Re: Labelling production
I was doing Unix/storage consulting at a place that was implementing SAP. They had just gone live, and were still busily adding functionality to production while they brought different business units into the fold. So the test environment was very active, as one might expect.
The way they had laid it out was that one server in the test environment was the configuration master, and a previous sysadmin had set it up so that it was trusted by everything else in the environment for passwordless root login (leave aside the security concerns, this was 25 years ago when that sort of thing was normal) The configuration master was very active, since any changes to the environment had to be made on the CM server first, copied to a test instance for testing, then to QA, and finally when properly blessed to production.
Luckily not everything had the same name, so the server's hostname showed up in the prompt (which makes me wonder if every "server" in Emily's story had the same root prompt) You'd think that would be enough of a hint, but I guess not as not once but twice one of the client's sysadmins meant to reboot another system but rebooted the CM server because it was in every login chain.

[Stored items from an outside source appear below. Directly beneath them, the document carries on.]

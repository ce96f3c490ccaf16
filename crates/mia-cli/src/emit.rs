use std::path::PathBuf;

use mia_core::Turn;
use mia_script::{IntegrityReport, IssueSeverity};

#[derive(Debug, Clone, Copy, PartialEq, Eq)]
pub(crate) enum TurnEvent {
    Awaiting,
    Complete,
}

pub(crate) fn turn_event(turns: &[Turn]) -> TurnEvent {
    match turns.last() {
        Some(turn) if turn.is_awaiting() => TurnEvent::Awaiting,
        _ => TurnEvent::Complete,
    }
}

pub(crate) fn turn_lines(turns: &[Turn], state_out: Option<&str>) -> Vec<String> {
    let mut lines = vec!["RESULT:OK".to_string()];
    match turn_event(turns) {
        TurnEvent::Awaiting => {
            lines.push("EVENT:AWAITING".to_string());
            if let Some(turn) = turns.last() {
                lines.push(format!("AWAITING_NODE:{}", turn.node_id));
            }
        }
        TurnEvent::Complete => lines.push("EVENT:COMPLETE".to_string()),
    }
    for turn in turns {
        lines.push(format!(
            "TURN_JSON:{}",
            serde_json::to_string(turn).expect("turn should serialize")
        ));
    }
    lines.push(format!("STATE_OUT:{}", state_out.unwrap_or("NONE")));
    lines
}

pub(crate) fn emit_turns(turns: &[Turn], state_out: Option<&str>) {
    for line in turn_lines(turns, state_out) {
        println!("{}", line);
    }
}

pub(crate) fn check_lines(reports: &[(PathBuf, IntegrityReport)]) -> Vec<String> {
    let failing = reports
        .iter()
        .filter(|(_, report)| report.has_errors())
        .count();

    let mut lines = Vec::new();
    if failing == 0 {
        lines.push("RESULT:OK".to_string());
    } else {
        lines.push("RESULT:ERROR".to_string());
        lines.push("ERROR_CODE:CLI_CHECK_FAILED".to_string());
        lines.push(format!(
            "ERROR_MSG_JSON:{}",
            serde_json::to_string(&format!(
                "{} of {} scripts have structural errors.",
                failing,
                reports.len()
            ))
            .expect("string json")
        ));
    }

    for (path, report) in reports {
        lines.push(format!(
            "FILE:{}|nodes={}|errors={}|warnings={}",
            path.display(),
            report.node_count,
            report.errors().count(),
            report.warnings().count()
        ));
        for issue in &report.issues {
            let severity = match issue.severity {
                IssueSeverity::Error => "error",
                IssueSeverity::Warning => "warning",
            };
            lines.push(format!(
                "ISSUE:{}|{}|{}|{}",
                severity,
                issue.code,
                issue.node_id.as_deref().unwrap_or("-"),
                serde_json::to_string(&issue.message).expect("string json")
            ));
        }
    }
    lines
}

pub(crate) fn emit_check(reports: &[(PathBuf, IntegrityReport)]) -> i32 {
    let lines = check_lines(reports);
    let code = if lines[0] == "RESULT:OK" { 0 } else { 1 };
    for line in lines {
        println!("{}", line);
    }
    code
}
use serde::{Deserialize, Serialize};

/// Parent id that marks the entry node of a script.
pub const START_SENTINEL: &str = "start";

#[derive(Debug, Clone, Copy, PartialEq, Eq, Serialize, Deserialize)]
#[serde(rename_all = "snake_case")]
pub enum Speaker {
    Bot,
    User,
}

#[derive(Debug, Clone, Copy, PartialEq, Eq, Serialize, Deserialize)]
#[serde(rename_all = "snake_case")]
pub enum MediaKind {
    Image,
    Video,
}

#[derive(Debug, Clone, PartialEq, Eq, Serialize, Deserialize)]
#[serde(deny_unknown_fields)]
pub struct Media {
    pub kind: MediaKind,
    pub content: String,
}

#[derive(Debug, Clone, PartialEq, Eq, Serialize, Deserialize)]
#[serde(deny_unknown_fields)]
pub struct ChoiceOption {
    pub id: String,
    pub label: String,
}

#[derive(Debug, Clone, PartialEq, Eq, Serialize, Deserialize)]
#[serde(deny_unknown_fields)]
pub struct CheckboxOption {
    pub name: String,
    pub label: String,
}

#[derive(Debug, Clone, PartialEq, Eq, Serialize, Deserialize)]
#[serde(deny_unknown_fields)]
pub struct FieldOption {
    pub value: String,
    pub label: String,
}

#[derive(Debug, Clone, Copy, PartialEq, Eq, Serialize, Deserialize)]
#[serde(rename_all = "snake_case")]
pub enum FieldKind {
    Text,
    Radio,
    Select,
    CheckboxGroup,
}

impl FieldKind {
    pub fn has_options(self) -> bool {
        !matches!(self, Self::Text)
    }
}

#[derive(Debug, Clone, PartialEq, Eq, Serialize, Deserialize)]
#[serde(deny_unknown_fields)]
pub struct FormField {
    pub name: String,
    pub label: String,
    pub kind: FieldKind,
    #[serde(default, skip_serializing_if = "Vec::is_empty")]
    pub options: Vec<FieldOption>,
    #[serde(default)]
    pub required: bool,
}

impl FormField {
    pub fn has_option(&self, value: &str) -> bool {
        self.options.iter().any(|option| option.value == value)
    }
}

/// Input affordance a node presents to the participant.
///
/// A node without a spec is a monologue: it is revealed and then passed
/// through without waiting for input.
#[derive(Debug, Clone, PartialEq, Eq, Serialize, Deserialize)]
#[serde(tag = "kind", rename_all = "snake_case", deny_unknown_fields)]
pub enum ResponseSpec {
    ChoiceList {
        choices: Vec<ChoiceOption>,
    },
    CheckboxGroup {
        options: Vec<CheckboxOption>,
    },
    StructuredForm {
        fields: Vec<FormField>,
        #[serde(default, skip_serializing_if = "Option::is_none")]
        submit_label: Option<String>,
    },
}

impl ResponseSpec {
    pub fn kind_name(&self) -> &'static str {
        match self {
            Self::ChoiceList { .. } => "choice_list",
            Self::CheckboxGroup { .. } => "checkbox_group",
            Self::StructuredForm { .. } => "structured_form",
        }
    }

    /// Keys a submission may reference: choice ids, checkbox names or field names.
    pub fn response_keys(&self) -> Vec<&str> {
        match self {
            Self::ChoiceList { choices } => choices.iter().map(|c| c.id.as_str()).collect(),
            Self::CheckboxGroup { options } => options.iter().map(|o| o.name.as_str()).collect(),
            Self::StructuredForm { fields, .. } => {
                fields.iter().map(|f| f.name.as_str()).collect()
            }
        }
    }

    /// Checkbox-group and structured-form nodes submit along one edge.
    pub fn is_single_edge(&self) -> bool {
        !matches!(self, Self::ChoiceList { .. })
    }
}

#[derive(Debug, Clone, PartialEq, Eq, Serialize, Deserialize)]
#[serde(deny_unknown_fields)]
pub struct FollowUpSpec {
    pub reason: String,
    #[serde(default)]
    pub info: String,
}

#[derive(Debug, Clone, PartialEq, Eq, Serialize, Deserialize)]
pub struct ScriptNode {
    pub id: String,
    pub speaker: Speaker,
    pub messages: Vec<String>,
    pub media: Option<Media>,
    pub parent_ids: Vec<String>,
    pub child_ids: Vec<String>,
    pub response_spec: Option<ResponseSpec>,
    pub terminal: bool,
    pub follow_up: Option<FollowUpSpec>,
}

impl ScriptNode {
    pub fn is_entry(&self) -> bool {
        self.parent_ids.iter().any(|id| id == START_SENTINEL)
    }

    pub fn is_monologue(&self) -> bool {
        self.response_spec.is_none()
    }

    /// True when auto-advance must stop at this node.
    pub fn halts_traversal(&self) -> bool {
        self.terminal || self.response_spec.is_some()
    }
}
fn check_node_shape(node_id: &str, node: &WireNode, errors: &mut Vec<ScriptError>) {
    let child_count = node.child_ids.len();
    let Some(spec) = &node.response_spec else {
        if node.terminal {
            return;
        }
        match child_count {
            0 => errors.push(ScriptError::DeadEnd {
                node_id: node_id.to_string(),
            }),
            1 => {}
            _ => errors.push(ScriptError::AmbiguousMonologue {
                node_id: node_id.to_string(),
                child_count,
            }),
        }
        return;
    };

    if node.terminal {
        errors.push(ScriptError::TerminalAwaitingResponse {
            node_id: node_id.to_string(),
        });
    }

    let keys = spec.response_keys();
    if keys.is_empty() {
        errors.push(ScriptError::EmptyResponseSpec {
            node_id: node_id.to_string(),
        });
    }
    let mut seen = BTreeSet::new();
    for key in &keys {
        if !seen.insert(*key) {
            errors.push(ScriptError::DuplicateResponseKey {
                node_id: node_id.to_string(),
                key: key.to_string(),
            });
        }
    }

    match spec {
        ResponseSpec::ChoiceList { choices } => {
            for choice in choices {
                if !node.child_ids.contains(&choice.id) {
                    errors.push(ScriptError::ChoiceNotChild {
                        node_id: node_id.to_string(),
                        choice_id: choice.id.clone(),
                    });
                }
            }
        }
        ResponseSpec::CheckboxGroup { .. } => {}
        ResponseSpec::StructuredForm { fields, .. } => {
            for field in fields {
                if field.kind.has_options() && field.options.is_empty() {
                    errors.push(ScriptError::FieldWithoutOptions {
                        node_id: node_id.to_string(),
                        field: field.name.clone(),
                    });
                }
            }
        }
    }

    if spec.is_single_edge() && child_count != 1 {
        errors.push(ScriptError::SingleEdgeViolation {
            node_id: node_id.to_string(),
            child_count,
        });
    }
}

I made a simple alias in the root shell startup across the whole environment, so you had to type the hostname as part of the command to reboot it. So if you were on server foo and issued the reboot command it would say "use reboot-foo to reboot this server" and if you typed reboot-foo it would execute the reboot command.
I don't think I'd ever seen anyone color code environments back then, but since their problem wasn't rebooting production systems they'd have needed to color code a server in the test environment. Which was at that time almost as important as production!